For most people, the typical, regular-dose influenza (flu) vaccine is enough to protect against seasonal flu infections. But for those 65 and older, a stronger, high-dose vaccine may be recommended.
Like other flu vaccines, high-dose flu vaccines are created from the flu strains that experts expect to cause the most infections during the typical flu season. High-dose vaccines are given by injection. The main difference is that they contain a higher dosage than the normal flu vaccine.
Why is a high-dose flu vaccine needed?
Older adults generally have less robust immune systems than do those who are younger. Because of this, a normal-dose flu vaccine generally produces 50% to 75% fewer virus-hunting antibodies in older adults than it would in younger adults. This can lead to older adults being less protected against flu infection after a regular flu vaccine.
The high-dose flu vaccine is very powerful, containing four times as much flu virus antigen — the part of the vaccine that stimulates the immune system — as standard flu vaccines. It’s designed to give people who receive it a stronger immune response against the flu.
Studies indicate that older adults have higher antibody levels after receiving a high-dose flu vaccine. One study found almost 25% fewer cases of influenza in adults 65 and older who took the high-dose vaccine, compared with those who took the standard-dose vaccine. Studies continue to evaluate the outcomes of high-dose flu vaccines.
High-dose flu vaccines tend to more frequently cause side effects than do regular-dose flu vaccines. These side effects include headaches, injection site soreness, muscle issues and fatigue. Still, these side effects are milder than a case of flu and typically go away after a couple of days.

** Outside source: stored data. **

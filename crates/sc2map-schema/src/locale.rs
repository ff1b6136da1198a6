//! XML locale (`s2ml`) reader (component F): a flat string table keyed by
//! decimal id.

use std::collections::BTreeMap;
use std::io::BufRead;

use quick_xml::events::{BytesStart, Event};
use quick_xml::Reader;

use crate::errors::LocaleError;

fn entry_id(start: &BytesStart) -> Result<Option<String>, LocaleError> {
    for attr in start.attributes() {
        let attr = attr?;
        if attr.key.as_ref() == b"id" {
            return Ok(Some(std::str::from_utf8(&attr.value)?.to_string()));
        }
    }
    Ok(None)
}

fn read_inner_text<R: BufRead>(reader: &mut Reader<R>, buf: &mut Vec<u8>) -> Result<String, LocaleError> {
    let mut text = String::new();
    loop {
        match reader.read_event_into(buf)? {
            Event::Text(t) => text.push_str(&t.unescape()?),
            Event::CData(t) => text.push_str(std::str::from_utf8(&t.into_inner())?),
            Event::End(_) | Event::Eof => break,
            _ => {}
        }
        buf.clear();
    }
    Ok(text)
}

/// Parses a locale document into an id → text map. The root element must
/// be named `Locale`; a root with no children parses to an empty map.
pub fn parse_s2ml(xml: &[u8]) -> Result<BTreeMap<String, String>, LocaleError> {
    let mut reader = Reader::from_reader(xml);
    let mut buf = Vec::new();
    let mut map = BTreeMap::new();

    loop {
        match reader.read_event_into(&mut buf)? {
            Event::Eof => return Err(LocaleError::MissingRoot),
            Event::Start(e) if e.name().as_ref() == b"Locale" => break,
            Event::Empty(e) if e.name().as_ref() == b"Locale" => return Ok(map),
            Event::Start(_) | Event::Empty(_) => return Err(LocaleError::MissingRoot),
            _ => {}
        }
        buf.clear();
    }
    buf.clear();

    loop {
        match reader.read_event_into(&mut buf)? {
            Event::Eof => break,
            Event::End(e) if e.name().as_ref() == b"Locale" => break,
            Event::Start(e) => {
                let id = entry_id(&e)?;
                let text = read_inner_text(&mut reader, &mut buf)?;
                if let Some(id) = id {
                    map.insert(id, text);
                }
            }
            Event::Empty(e) => {
                if let Some(id) = entry_id(&e)? {
                    map.insert(id, String::new());
                }
            }
            _ => {}
        }
        buf.clear();
    }

    Ok(map)
}

#[cfg(test)]
mod tests {
    use super::*;

    #[test]
    fn test_parse_basic_table() {
        let xml = br#"<Locale><Entry id="1">hello</Entry><Entry id="42">world</Entry></Locale>"#;
        let map = parse_s2ml(xml).unwrap();
        assert_eq!(map.get("1").map(String::as_str), Some("hello"));
        assert_eq!(map.get("42").map(String::as_str), Some("world"));
    }

    #[test]
    fn test_parse_empty_root_yields_empty_map() {
        let xml = b"<Locale></Locale>";
        assert!(parse_s2ml(xml).unwrap().is_empty());

        let xml = b"<Locale/>";
        assert!(parse_s2ml(xml).unwrap().is_empty());
    }

    #[test]
    fn test_parse_missing_root_is_fatal() {
        let xml = b"<NotLocale></NotLocale>";
        assert!(matches!(parse_s2ml(xml), Err(LocaleError::MissingRoot)));

        assert!(matches!(parse_s2ml(b""), Err(LocaleError::MissingRoot)));
    }

    #[test]
    fn test_parse_handles_empty_entry_elements() {
        let xml = br#"<Locale><Entry id="7"/></Locale>"#;
        let map = parse_s2ml(xml).unwrap();
        assert_eq!(map.get("7").map(String::as_str), Some(""));
    }
}
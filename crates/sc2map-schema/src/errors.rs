//! Error types for the schema labeler, locale reader, and translation
//! applicator.

/// Errors raised while labeling a decoded `Value` tree into a
/// [`crate::labeled::LabeledValue`] tree.
#[derive(Debug, thiserror::Error)]
pub enum SchemaError {
    #[error("decode error: {0}")]
    Decode(#[from] sc2map_core::DecodeError),

    #[error("{path}: unexpected ver {version}")]
    UnexpectedVersion { path: String, version: i64 },

    #[error("{path}: unexpected struct len {len}")]
    UnexpectedLen { path: String, len: usize },

    #[error("{path}: expected empty array, got {len} elements")]
    ExpectedEmptyArray { path: String, len: usize },

    #[error("{path}: sentinel mismatch, expected {expected}, got {actual}")]
    SentinelMismatch {
        path: String,
        expected: String,
        actual: String,
    },

    #[error("unexpected special tag: {0}")]
    UnexpectedSpecialTag(String),

    #[error("{path}: expected field to be present")]
    MissingField { path: String },

    #[error("{path}: unexpected shape, expected {expected}")]
    UnexpectedShape { path: String, expected: String },

    #[error("{path}: boolean source not in {{0,1}}: {value}")]
    InvalidBool { path: String, value: i64 },
}

/// Errors raised while parsing a locale (`s2ml`) XML document.
#[derive(Debug, thiserror::Error)]
pub enum LocaleError {
    #[error("malformed XML: {0}")]
    Xml(#[from] quick_xml::Error),

    #[error("malformed XML attribute: {0}")]
    Attr(#[from] quick_xml::events::attributes::AttrError),

    #[error("missing Locale root element")]
    MissingRoot,

    #[error("malformed UTF-8 in locale text: {0}")]
    Utf8(#[from] std::str::Utf8Error),
}

/// Errors raised while applying a locale map onto a labeled `s2mh` tree.
#[derive(Debug, thiserror::Error)]
pub enum TranslateError {
    #[error("{path}: expected a mapping or sequence at selector node")]
    UnexpectedShape { path: String },

    #[error("{path}: field not present")]
    MissingField { path: String },
}
/// Labels an unlabeled `s2mh` tree. Allowed root versions: `{13, 14, 18,
/// 22, 23, 24}`.
pub fn label_s2mh(unlabeled: Value) -> Result<LabeledValue, SchemaError> {
    let root_map = expect_mapping(&unlabeled, "root")?;
    expect_arity(root_map, 2, "root")?;

    let content_map = expect_mapping(get(root_map, "0", "root")?, "root.0")?;
    let version = version_of(content_map);
    expect_version_in(version, &[13, 14, 18, 22, 23, 24], "root.0")?;

    let path = "root.0";

    let header = instance_header(get(content_map, "0", path)?, &format!("{path}.0"))?;
    let filename = bytes_to_string_lossy(expect_bytes(get(content_map, "1", path)?, &format!("{path}.1"))?);
    let archive_handle = depot_link(get(content_map, "2", path)?, &format!("{path}.2"))?;
    let map_namespace = expect_integer(get(content_map, "3", path)?, &format!("{path}.3"))?;
    let working_set_val = working_set(get(content_map, "4", path)?, &format!("{path}.4"))?;

    let attrs_raw = expect_sequence(get(content_map, "5", path)?, &format!("{path}.5"))?;
    let mut attributes = Vec::with_capacity(attrs_raw.len());
    for (i, item) in attrs_raw.iter().enumerate() {
        attributes.push(attribute_definition(item, &format!("{path}.5[{i}]"))?);
    }

    let locale_raw = expect_sequence(get(content_map, "8", path)?, &format!("{path}.8"))?;
    let mut locale_table = Vec::with_capacity(locale_raw.len());
    for (i, item) in locale_raw.iter().enumerate() {
        locale_table.push(localization_link(item, &format!("{path}.8[{i}]"))?);
    }

    let map_size = match opt(content_map, "9") {
        Some(v) if !matches!(v, Value::Null) => {
            let ms_path = format!("{path}.9");
            let ms_map = expect_mapping(v, &ms_path)?;
            expect_arity(ms_map, 2, &ms_path)?;
            let horizontal = expect_integer(get(ms_map, "0", &ms_path)?, &format!("{ms_path}.0"))?;
            let vertical = expect_integer(get(ms_map, "1", &ms_path)?, &format!("{ms_path}.1"))?;
            LabeledValue::map([
                ("horizontal", LabeledValue::Integer(horizontal)),
                ("vertical", LabeledValue::Integer(vertical)),
            ])
        }
        _ => LabeledValue::Null,
    };

    let tileset = localization_table_key(get(content_map, "10", path)?, &format!("{path}.10"))?;
    let default_variant_index = expect_integer(get(content_map, "12", path)?, &format!("{path}.12"))?;

    let variants_raw = expect_sequence(get(content_map, "13", path)?, &format!("{path}.13"))?;
    let mut variants = Vec::with_capacity(variants_raw.len());
    for (i, item) in variants_raw.iter().enumerate() {
        variants.push(variant_info(item, &format!("{path}.13[{i}]"))?);
    }

    let mut special_tags = derive_special_tags_v11(content_map, path)?;

    let mut fields: Vec<(&str, LabeledValue)> = vec![
        ("header", header),
        ("filename", LabeledValue::String(filename)),
        ("archiveHandle", archive_handle),
        ("mapNamespace", LabeledValue::Integer(map_namespace)),
        ("workingSet", working_set_val),
        ("attributes", LabeledValue::Sequence(attributes)),
        ("localeTable", LabeledValue::Sequence(locale_table)),
        ("mapSize", map_size),
        ("tileset", tileset),
        ("defaultVariantIndex", LabeledValue::Integer(default_variant_index)),
        ("variants", LabeledValue::Sequence(variants)),
    ];

    if version >= 14 {
        let deps_raw = expect_sequence(get(content_map, "14", path)?, &format!("{path}.14"))?;
        let mut extra_deps = Vec::with_capacity(deps_raw.len());
        for (i, item) in deps_raw.iter().enumerate() {
            extra_deps.push(instance_header(item, &format!("{path}.14[{i}]"))?);
        }
        fields.push(("extraDependencies", LabeledValue::Sequence(extra_deps)));
    }

    if version >= 18 {
        let add_default_permissions_raw =
            expect_integer(get(content_map, "15", path)?, &format!("{path}.15"))?;
        let add_default_permissions = bool_from_int(add_default_permissions_raw, &format!("{path}.15"))?;
        fields.push(("addDefaultPermissions", LabeledValue::Bool(add_default_permissions)));

        let perms_raw = expect_sequence(get(content_map, "16", path)?, &format!("{path}.16"))?;
        let mut relevant_permissions = Vec::with_capacity(perms_raw.len());
        for (i, item) in perms_raw.iter().enumerate() {
            let ppath = format!("{path}.16[{i}]");
            let pmap = expect_mapping(item, &ppath)?;
            let name =
                bytes_to_string_lossy(trim_nul(expect_bytes(get(pmap, "0", &ppath)?, &format!("{ppath}.0"))?));
            let id = expect_integer(get(pmap, "1", &ppath)?, &format!("{ppath}.1"))?;
            relevant_permissions.push(LabeledValue::map([
                ("name", LabeledValue::String(name)),
                ("id", LabeledValue::Integer(id)),
            ]));
        }
        fields.push(("relevantPermissions", LabeledValue::Sequence(relevant_permissions)));

        special_tags = derive_special_tags_array(content_map, "18", path)?;
    }

    if version >= 22 {
        let arcade_info_val = match opt(content_map, "19") {
            Some(v) if !matches!(v, Value::Null) => arcade_info(v, &format!("{path}.19"))?,
            _ => LabeledValue::Null,
        };
        fields.push(("arcadeInfo", arcade_info_val));

        let add_multi_mod_raw = expect_integer(get(content_map, "22", path)?, &format!("{path}.22"))?;
        fields.push((
            "addMultiMod",
            LabeledValue::Bool(bool_from_int(add_multi_mod_raw, &format!("{path}.22"))?),
        ));
    }

    // Fields "23"/"24" (version >= 23/24) exist on the wire but are
    // intentionally not surfaced in the labeled tree.

    validate_special_tags(&special_tags)?;
    fields.push(("specialTags", LabeledValue::Sequence(special_tags)));

    Ok(LabeledValue::object(fields))
}
//! Errors produced by the bit buffer and versioned decoder.

/// Errors that can occur while decoding a bit-packed versioned stream.
#[derive(Debug, Clone, PartialEq, Eq, thiserror::Error)]
pub enum DecodeError {
    /// Attempted to read past the end of the underlying buffer.
    #[error("attempted to read past end of buffer")]
    Eof,
    /// Requested more than 64 bits in a single `read_bits` call.
    #[error("cannot read {0} bits at once (max 64)")]
    TooManyBits(u32),
    /// The one-byte type tag at the head of a node was not one of the nine known kinds.
    #[error("unknown data type tag: 0x{0:02x}")]
    UnknownTag(u8),
    /// A varint-encoded length prefix decoded to a negative value.
    #[error("negative length prefix: {0}")]
    NegativeLength(i64),
    /// A varint-encoded length prefix is too large to use as a byte/element count.
    #[error("length prefix too large: {0}")]
    LengthOverflow(i64),
}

Older adults have the highest risk among any age group of developing complications — including death — from a flu infection. That’s why it’s important for older adults to get a flu vaccine each year. You can ask your health care provider about getting a high-dose flu vaccine — or ask at the location where you get your vaccination. If a high-dose vaccine isn’t available for some reason — or if your health care provider says it’s not recommended for you — don’t skip your vaccination altogether. The regular-dose flu vaccine will very likely provide you good protection from the flu, even if it‘s not quite as strong as the protection that might occur with a high-dose vaccine.